Task objective:
Check every line of the listing below for "match", and report how many lines have it, as a number with nothing more.

The data section start

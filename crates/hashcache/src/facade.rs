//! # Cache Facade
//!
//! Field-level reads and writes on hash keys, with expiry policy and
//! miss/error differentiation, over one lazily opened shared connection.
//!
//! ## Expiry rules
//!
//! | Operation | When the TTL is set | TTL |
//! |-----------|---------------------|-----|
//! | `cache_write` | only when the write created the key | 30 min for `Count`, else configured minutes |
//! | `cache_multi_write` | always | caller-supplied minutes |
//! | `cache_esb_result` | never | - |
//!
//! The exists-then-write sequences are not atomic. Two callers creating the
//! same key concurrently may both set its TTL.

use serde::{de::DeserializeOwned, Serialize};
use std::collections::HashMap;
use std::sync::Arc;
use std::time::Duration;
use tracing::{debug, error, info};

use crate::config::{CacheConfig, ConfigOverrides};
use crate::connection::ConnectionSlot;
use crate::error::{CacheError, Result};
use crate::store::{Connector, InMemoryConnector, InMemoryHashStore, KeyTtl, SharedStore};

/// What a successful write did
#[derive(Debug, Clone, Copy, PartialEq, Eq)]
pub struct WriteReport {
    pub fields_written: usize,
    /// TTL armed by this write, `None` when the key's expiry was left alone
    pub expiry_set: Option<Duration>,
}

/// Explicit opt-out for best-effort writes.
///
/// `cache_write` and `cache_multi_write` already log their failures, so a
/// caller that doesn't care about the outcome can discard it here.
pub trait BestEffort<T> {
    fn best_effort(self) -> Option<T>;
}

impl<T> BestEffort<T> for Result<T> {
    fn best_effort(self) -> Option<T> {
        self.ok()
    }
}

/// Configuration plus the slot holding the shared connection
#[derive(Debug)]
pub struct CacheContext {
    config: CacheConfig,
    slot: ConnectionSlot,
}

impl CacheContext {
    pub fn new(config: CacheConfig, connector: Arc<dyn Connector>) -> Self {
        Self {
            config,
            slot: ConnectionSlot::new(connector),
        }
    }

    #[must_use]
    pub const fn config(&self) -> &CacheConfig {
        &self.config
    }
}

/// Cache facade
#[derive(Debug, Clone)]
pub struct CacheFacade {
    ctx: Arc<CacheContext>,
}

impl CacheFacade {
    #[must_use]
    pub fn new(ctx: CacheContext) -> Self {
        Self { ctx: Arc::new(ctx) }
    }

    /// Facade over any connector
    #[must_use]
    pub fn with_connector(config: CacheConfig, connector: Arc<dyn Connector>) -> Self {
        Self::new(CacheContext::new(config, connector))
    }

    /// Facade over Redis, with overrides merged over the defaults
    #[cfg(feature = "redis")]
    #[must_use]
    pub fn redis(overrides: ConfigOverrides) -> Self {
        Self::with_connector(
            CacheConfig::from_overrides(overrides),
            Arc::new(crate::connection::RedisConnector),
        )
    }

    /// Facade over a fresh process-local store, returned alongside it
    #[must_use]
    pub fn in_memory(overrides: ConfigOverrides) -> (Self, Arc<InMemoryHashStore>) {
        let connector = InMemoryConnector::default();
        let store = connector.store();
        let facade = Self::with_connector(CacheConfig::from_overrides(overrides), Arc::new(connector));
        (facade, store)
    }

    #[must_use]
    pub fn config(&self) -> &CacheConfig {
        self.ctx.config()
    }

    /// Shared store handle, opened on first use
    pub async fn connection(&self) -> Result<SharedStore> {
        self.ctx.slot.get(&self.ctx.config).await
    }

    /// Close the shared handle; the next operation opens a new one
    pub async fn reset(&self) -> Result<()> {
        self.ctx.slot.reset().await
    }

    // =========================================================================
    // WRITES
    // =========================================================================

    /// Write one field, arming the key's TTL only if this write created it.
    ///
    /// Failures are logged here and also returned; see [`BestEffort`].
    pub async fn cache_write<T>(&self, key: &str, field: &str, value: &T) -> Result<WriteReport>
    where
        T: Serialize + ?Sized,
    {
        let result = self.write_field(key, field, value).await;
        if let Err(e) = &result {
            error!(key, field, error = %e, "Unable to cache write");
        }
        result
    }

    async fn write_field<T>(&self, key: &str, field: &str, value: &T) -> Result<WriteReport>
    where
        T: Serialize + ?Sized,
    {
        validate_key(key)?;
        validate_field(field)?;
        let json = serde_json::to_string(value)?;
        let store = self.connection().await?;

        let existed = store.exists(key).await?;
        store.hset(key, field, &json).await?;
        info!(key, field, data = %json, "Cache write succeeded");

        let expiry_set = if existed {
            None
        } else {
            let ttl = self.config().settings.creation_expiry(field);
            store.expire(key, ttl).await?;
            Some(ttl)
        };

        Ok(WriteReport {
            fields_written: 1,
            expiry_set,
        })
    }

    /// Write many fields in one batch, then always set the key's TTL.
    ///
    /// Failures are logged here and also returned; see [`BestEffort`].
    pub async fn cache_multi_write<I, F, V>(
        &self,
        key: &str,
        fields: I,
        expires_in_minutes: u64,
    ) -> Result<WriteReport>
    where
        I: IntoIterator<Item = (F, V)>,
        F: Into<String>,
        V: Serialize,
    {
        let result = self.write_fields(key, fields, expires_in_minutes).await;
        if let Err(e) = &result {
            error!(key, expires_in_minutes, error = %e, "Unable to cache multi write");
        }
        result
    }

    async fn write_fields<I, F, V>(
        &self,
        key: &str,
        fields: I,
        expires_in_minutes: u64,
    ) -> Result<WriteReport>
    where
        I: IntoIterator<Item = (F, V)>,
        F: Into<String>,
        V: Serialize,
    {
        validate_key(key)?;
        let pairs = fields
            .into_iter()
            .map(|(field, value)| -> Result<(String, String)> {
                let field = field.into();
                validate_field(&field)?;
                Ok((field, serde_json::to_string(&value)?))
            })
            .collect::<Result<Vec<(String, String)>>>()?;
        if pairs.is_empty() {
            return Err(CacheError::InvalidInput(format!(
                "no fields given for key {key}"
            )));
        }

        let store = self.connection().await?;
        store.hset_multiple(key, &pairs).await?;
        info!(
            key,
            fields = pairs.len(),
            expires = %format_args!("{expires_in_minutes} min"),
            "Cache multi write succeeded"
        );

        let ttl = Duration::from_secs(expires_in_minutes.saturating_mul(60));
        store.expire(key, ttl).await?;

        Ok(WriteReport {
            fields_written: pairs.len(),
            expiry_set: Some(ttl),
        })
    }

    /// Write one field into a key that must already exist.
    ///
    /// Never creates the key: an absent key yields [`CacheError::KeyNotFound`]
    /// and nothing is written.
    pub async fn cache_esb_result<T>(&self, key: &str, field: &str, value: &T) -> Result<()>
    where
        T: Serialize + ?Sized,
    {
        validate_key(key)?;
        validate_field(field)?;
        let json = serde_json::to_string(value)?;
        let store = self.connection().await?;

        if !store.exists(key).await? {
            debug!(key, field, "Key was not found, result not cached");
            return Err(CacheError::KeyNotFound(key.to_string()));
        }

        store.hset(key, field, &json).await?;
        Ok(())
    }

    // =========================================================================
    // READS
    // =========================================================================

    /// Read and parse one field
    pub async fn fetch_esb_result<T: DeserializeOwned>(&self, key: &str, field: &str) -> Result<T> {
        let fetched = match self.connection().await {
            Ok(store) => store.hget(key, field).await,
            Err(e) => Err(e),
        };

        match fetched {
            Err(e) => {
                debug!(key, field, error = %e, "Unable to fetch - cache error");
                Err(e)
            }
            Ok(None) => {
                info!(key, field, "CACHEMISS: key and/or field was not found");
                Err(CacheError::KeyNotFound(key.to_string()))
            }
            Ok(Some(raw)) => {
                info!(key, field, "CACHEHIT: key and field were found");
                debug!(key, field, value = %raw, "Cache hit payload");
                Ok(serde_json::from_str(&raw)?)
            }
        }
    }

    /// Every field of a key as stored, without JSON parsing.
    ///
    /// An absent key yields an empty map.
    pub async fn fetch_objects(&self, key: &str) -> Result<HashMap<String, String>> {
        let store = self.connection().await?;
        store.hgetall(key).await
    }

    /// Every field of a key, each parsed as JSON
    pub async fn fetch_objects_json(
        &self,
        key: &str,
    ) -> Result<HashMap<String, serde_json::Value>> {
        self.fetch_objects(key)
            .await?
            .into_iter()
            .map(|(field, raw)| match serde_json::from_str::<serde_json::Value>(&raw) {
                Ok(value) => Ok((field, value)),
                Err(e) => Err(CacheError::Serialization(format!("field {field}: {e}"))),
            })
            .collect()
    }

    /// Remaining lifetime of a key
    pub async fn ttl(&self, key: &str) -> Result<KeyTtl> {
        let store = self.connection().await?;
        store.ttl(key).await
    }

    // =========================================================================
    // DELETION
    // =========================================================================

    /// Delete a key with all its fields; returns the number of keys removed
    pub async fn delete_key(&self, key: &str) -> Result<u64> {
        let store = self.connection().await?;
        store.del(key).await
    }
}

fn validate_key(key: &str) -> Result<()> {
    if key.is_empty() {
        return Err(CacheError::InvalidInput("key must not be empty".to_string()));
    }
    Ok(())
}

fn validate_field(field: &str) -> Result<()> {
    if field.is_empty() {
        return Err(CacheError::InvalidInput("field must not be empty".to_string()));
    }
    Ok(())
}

The data section end

Task solution:
3